1992. Two strangers bring a hospital patient a list of names. They ask him for one more, but it’s a question the patient can’t answer. Minutes later he is dispatched through the 12th floor window.His death generates some unexpected attention. That attention comes from the Secretary of Defence, who brings in an inter-agency task force to investigate. Jack Reacher, recently demoted from Major to Captain, is assigned as the Army’s representative.Reacher may be an exceptional soldier, but sweeping other people’s secrets under the carpet isn’t part of his skill set. As he races to find the killer, he must navigate around the ulterior motives of his new ‘partners’. And all while moving into the sight line of some of the most dangerous people he has ever encountered.His mission is to uncover the truth. Fast. The question is: will Reacher bring the bad guys to justice the official way . . . or his way?
I am a huge Reacher fan, having read every one of Lee Child’s books. This one is brilliantly written in collaboration with his brother, Andrew Child. Don’t miss out on this newest book in the series. And set aside a day to read it. I did not want to put the book down I was so hooked.
Read an extract:
Keith Bridgeman was alone in his room when he closed his eyes.
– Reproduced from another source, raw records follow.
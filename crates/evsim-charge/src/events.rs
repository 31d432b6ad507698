//! Progress events published by the station driver

use serde::Serialize;
use uuid::Uuid;

use crate::state::Phase;

/// Something observable happened during a session
#[derive(Debug, Clone, PartialEq, Serialize)]
#[serde(tag = "event", rename_all = "snake_case")]
pub enum SessionEvent {
    /// A new session attempt began
    Started { session: Uuid },
    PhaseEntered { session: Uuid, phase: Phase },
    /// Station limits were written at the start of Authentication
    LimitsPublished { session: Uuid },
    PreChargeStep {
        session: Uuid,
        step: u32,
        voltage: f64,
        target: f64,
    },
    /// One iteration of the charge loop
    ChargeStatus {
        session: Uuid,
        elapsed_secs: u64,
        voltage: f64,
        current: f64,
    },
    Completed { session: Uuid },
    Failed {
        session: Uuid,
        phase: Phase,
        reason: String,
    },
    /// The driver is going back to preflight after a failure
    Restarting { session: Uuid },
    /// The stop flag ended the session loop
    Stopped,
}

impl SessionEvent {
    pub fn session(&self) -> Option<Uuid> {
        match self {
            Self::Started { session }
            | Self::PhaseEntered { session, .. }
            | Self::LimitsPublished { session }
            | Self::PreChargeStep { session, .. }
            | Self::ChargeStatus { session, .. }
            | Self::Completed { session }
            | Self::Failed { session, .. }
            | Self::Restarting { session } => Some(*session),
            Self::Stopped => None,
        }
    }
}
The morning medical rounds were over. Lunch had been delivered and eaten and cleared away. Other people’s visitors had clattered along the corridor in search of relatives and friends. A janitor had swept and mopped and hauled off the day’s trash. And finally a little peace had descended on the ward.
Bridgeman had been in the hospital for a month. Long enough to grow used to its rhythms and routines. He knew it was time for the afternoon lull. A break from getting poked and prodded and being made to get up and move around and stretch. No one was going to bother him for another three hours, minimum. So he could read. Watch TV. Listen to music. Gaze out of the window at the sliver of lake that was visible between the next pair of skyscrapers.
Penguin Random House South Africa sent me this novel to review.